Dice, y nos interrumpe un hombre muy sonriente. Estamos en un café en un mall; cada poco se acerca algún desconocido, lo saluda, lo felicita, lo palmea.

—Estados Unidos no existe para él ni tampoco los millones. Él no tiene la ambición de ser rico; su ambición es tener poder. No tiene vida alternativa al poder, no es una persona que se pueda retirar a una finca a cultivar café o escribir sus memorias; para él solo existe el poder. Esa es la dificultad, el nudo gordiano. Además, incluso si lo dejaran tomar su dinero e irse con su familia, ¿adónde se va a ir? ¿A Cuba, a Venezuela? Sería ir de la llama a las brasas. ¿A Rusia? Y no estaría seguro en ningún otro lado, porque ahora que la Comisión dice que hay que investigar si no hubo ejecuciones extrajudiciales, y esos ya son crímenes de lesa humanidad…

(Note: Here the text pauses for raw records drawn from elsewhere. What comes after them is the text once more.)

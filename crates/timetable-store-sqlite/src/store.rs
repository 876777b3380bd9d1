//! [`SqliteStore`], the SQLite implementation of [`ScheduleStore`].

use std::path::Path;

use rusqlite::types::Value;
use timetable_core::{
  offering::Offering,
  reference::{AddressBook, AddressEntry, AreaMapping, AreaMappingRow},
  store::{ScheduleStore, StoredOfferings},
};
use tracing::{debug, warn};

use crate::{
  Result,
  encode::{RawOffering, encode_date, value_text},
  schema::{ADDRESS_BOOK, AREA_SUBJECTS, OFFERING_COLUMNS, OFFERINGS, PRAGMAS, USER_VERSION},
};

// ─── Store ───────────────────────────────────────────────────────────────────

/// A timetable store backed by a single SQLite file.
///
/// Cloning is cheap; the inner connection is reference-counted.
#[derive(Clone)]
pub struct SqliteStore {
  conn: tokio_rusqlite::Connection,
}

impl SqliteStore {
  /// Open (or create) a store at `path` and run schema initialisation.
  pub async fn open(path: impl AsRef<Path>) -> Result<Self> {
    let conn = tokio_rusqlite::Connection::open(path).await?;
    let store = Self { conn };
    store.init_schema().await?;
    Ok(store)
  }

  /// Open an in-memory store, for tests.
  pub async fn open_in_memory() -> Result<Self> {
    let conn = tokio_rusqlite::Connection::open_in_memory().await?;
    let store = Self { conn };
    store.init_schema().await?;
    Ok(store)
  }

  async fn init_schema(&self) -> Result<()> {
    self
      .conn
      .call(|conn| {
        conn.execute_batch(PRAGMAS)?;
        conn.execute_batch(OFFERINGS)?;
        conn.execute_batch(ADDRESS_BOOK)?;
        conn.execute_batch(AREA_SUBJECTS)?;
        conn.execute_batch(USER_VERSION)?;
        Ok(())
      })
      .await?;
    Ok(())
  }

  #[cfg(test)]
  pub(crate) fn connection(&self) -> &tokio_rusqlite::Connection { &self.conn }

  /// Clear the subject → area table and write `mapping` in row order.
  pub async fn replace_area_mapping(&self, mapping: AreaMapping) -> Result<usize> {
    let rows = mapping.rows().to_vec();
    let n = self
      .conn
      .call(move |conn| {
        let tx = conn.transaction()?;
        tx.execute_batch("DROP TABLE IF EXISTS area_subjects;")?;
        tx.execute_batch(AREA_SUBJECTS)?;
        {
          let mut stmt = tx.prepare(
            "INSERT INTO area_subjects (selected_subject, area) VALUES (?1, ?2)",
          )?;
          for row in &rows {
            stmt.execute(rusqlite::params![row.selected_subject, row.area])?;
          }
        }
        tx.commit()?;
        Ok(rows.len())
      })
      .await?;
    debug!(rows = n, "area mapping rewritten");
    Ok(n)
  }
}

/// Column names of `table`; empty if the table does not exist.
fn table_columns(conn: &rusqlite::Connection, table: &str) -> rusqlite::Result<Vec<String>> {
  let mut stmt = conn.prepare(&format!("PRAGMA table_info({table})"))?;
  let names = stmt
    .query_map([], |row| row.get::<_, String>(1))?
    .collect::<rusqlite::Result<Vec<_>>>()?;
  Ok(names)
}

/// Read `(a, b)` text pairs from a two-column reference table, or `None` if
/// the table or either column is missing, or the table is empty.
fn read_pairs(
  conn: &rusqlite::Connection,
  table: &str,
  a: &str,
  b: &str,
) -> rusqlite::Result<Option<Vec<(String, String)>>> {
  let columns = table_columns(conn, table)?;
  if !columns.iter().any(|c| c == a) || !columns.iter().any(|c| c == b) {
    return Ok(None);
  }
  let mut stmt = conn.prepare(&format!("SELECT {a}, {b} FROM {table} ORDER BY rowid"))?;
  let pairs = stmt
    .query_map([], |row| {
      Ok((
        value_text(row.get::<_, Value>(0)?).unwrap_or_default(),
        value_text(row.get::<_, Value>(1)?).unwrap_or_default(),
      ))
    })?
    .collect::<rusqlite::Result<Vec<_>>>()?;
  Ok((!pairs.is_empty()).then_some(pairs))
}

// ─── ScheduleStore impl ──────────────────────────────────────────────────────

impl ScheduleStore for SqliteStore {
  type Error = crate::Error;

  async fn load_offerings(&self) -> Result<StoredOfferings> {
    let (columns, raws): (Vec<String>, Vec<RawOffering>) = self
      .conn
      .call(|conn| {
        let present = table_columns(conn, "offerings")?;
        let columns: Vec<String> = OFFERING_COLUMNS
          .iter()
          .filter(|c| present.iter().any(|p| p == *c))
          .map(|c| (*c).to_owned())
          .collect();
        if columns.is_empty() {
          return Ok((columns, Vec::new()));
        }

        let select = OFFERING_COLUMNS
          .iter()
          .map(|c| {
            if columns.iter().any(|p| p == c) {
              (*c).to_owned()
            } else {
              format!("NULL AS {c}")
            }
          })
          .collect::<Vec<_>>()
          .join(", ");
        let mut stmt =
          conn.prepare(&format!("SELECT {select} FROM offerings ORDER BY rowid"))?;
        let raws = stmt
          .query_map([], |row| {
            let mut values: [Option<String>; 9] = Default::default();
            for (i, slot) in values.iter_mut().enumerate() {
              *slot = value_text(row.get::<_, Value>(i)?);
            }
            Ok(RawOffering::from_values(values))
          })?
          .collect::<rusqlite::Result<Vec<_>>>()?;
        Ok((columns, raws))
      })
      .await?;

    let total = raws.len();
    let mut rows = Vec::with_capacity(total);
    let mut first_error = None;
    for raw in raws {
      match raw.into_offering() {
        Ok(o) => rows.push(o),
        Err(e) => {
          first_error.get_or_insert(e);
        }
      }
    }
    if let Some(error) = first_error {
      warn!(
        skipped = total - rows.len(),
        %error,
        "stored offerings without a usable weekday or time slot were skipped"
      );
    }
    debug!(rows = rows.len(), columns = columns.len(), "offerings loaded");
    Ok(StoredOfferings { rows, columns })
  }

  async fn replace_offerings(&self, rows: Vec<Offering>) -> Result<usize> {
    let n = self
      .conn
      .call(move |conn| {
        let tx = conn.transaction()?;
        tx.execute_batch("DROP TABLE IF EXISTS offerings;")?;
        tx.execute_batch(OFFERINGS)?;
        {
          let mut stmt = tx.prepare(
            "INSERT INTO offerings
               (year, month, instructor, subject, weekday, time_slot,
                venue, course_type, start_date)
             VALUES (?1, ?2, ?3, ?4, ?5, ?6, ?7, ?8, ?9)",
          )?;
          for o in &rows {
            stmt.execute(rusqlite::params![
              o.year,
              o.month,
              o.instructor,
              o.subject,
              o.weekday.token(),
              o.time_slot.label(),
              o.venue,
              o.course_type,
              o.start_date.map(encode_date),
            ])?;
          }
        }
        tx.commit()?;
        Ok(rows.len())
      })
      .await?;
    Ok(n)
  }

  async fn load_address_book(&self) -> Result<Option<AddressBook>> {
    let pairs = self
      .conn
      .call(|conn| {
        Ok(read_pairs(conn, "address_book", "instructor_name", "home_address")?)
      })
      .await?;
    Ok(pairs.map(|pairs| {
      AddressBook::new(pairs.into_iter().map(|(instructor_name, home_address)| {
        AddressEntry {
          instructor_name,
          home_address,
        }
      }))
    }))
  }

  async fn replace_address_book(&self, book: AddressBook) -> Result<usize> {
    let entries = book.entries().to_vec();
    let n = self
      .conn
      .call(move |conn| {
        let tx = conn.transaction()?;
        tx.execute_batch("DROP TABLE IF EXISTS address_book;")?;
        tx.execute_batch(ADDRESS_BOOK)?;
        {
          let mut stmt = tx.prepare(
            "INSERT INTO address_book (instructor_name, home_address) VALUES (?1, ?2)",
          )?;
          for e in &entries {
            stmt.execute(rusqlite::params![e.instructor_name, e.home_address])?;
          }
        }
        tx.commit()?;
        Ok(entries.len())
      })
      .await?;
    Ok(n)
  }

  async fn load_area_mapping(&self) -> Result<Option<AreaMapping>> {
    let pairs = self
      .conn
      .call(|conn| {
        Ok(read_pairs(conn, "area_subjects", "selected_subject", "area")?)
      })
      .await?;
    Ok(pairs.map(|pairs| {
      AreaMapping::new(pairs.into_iter().map(|(selected_subject, area)| {
        AreaMappingRow {
          selected_subject,
          area,
        }
      }))
    }))
  }
}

La Comisión Interamericana de Derechos Humanos ya documentó, entre el 18 de abril y el 23 de mayo, 76 muertos y 657 heridos: es, como dice Chamorro, “la mayor masacre de la historia de Nicaragua en tiempos de paz”. Y ahora se suspendió el diálogo y las turbas mataron a dos muchachos más.

***

¿Cómo terminan las revoluciones?
Y, otra vez: ¿cómo empiezan las revoluciones?


Lo bueno es que nunca nadie sabe. Es tan alentador que haya momentos como estos, historias como estas, que demuestran que todo lo que uno sabe es discutible: uno se cree que sabe cosas, y en general son tristes, desalentadoras, razonables.

Que suceda lo que nadie previó, que, cada tanto, la realidad te demuestre que estás equivocado, es un baño de humildad, un canto de esperanza.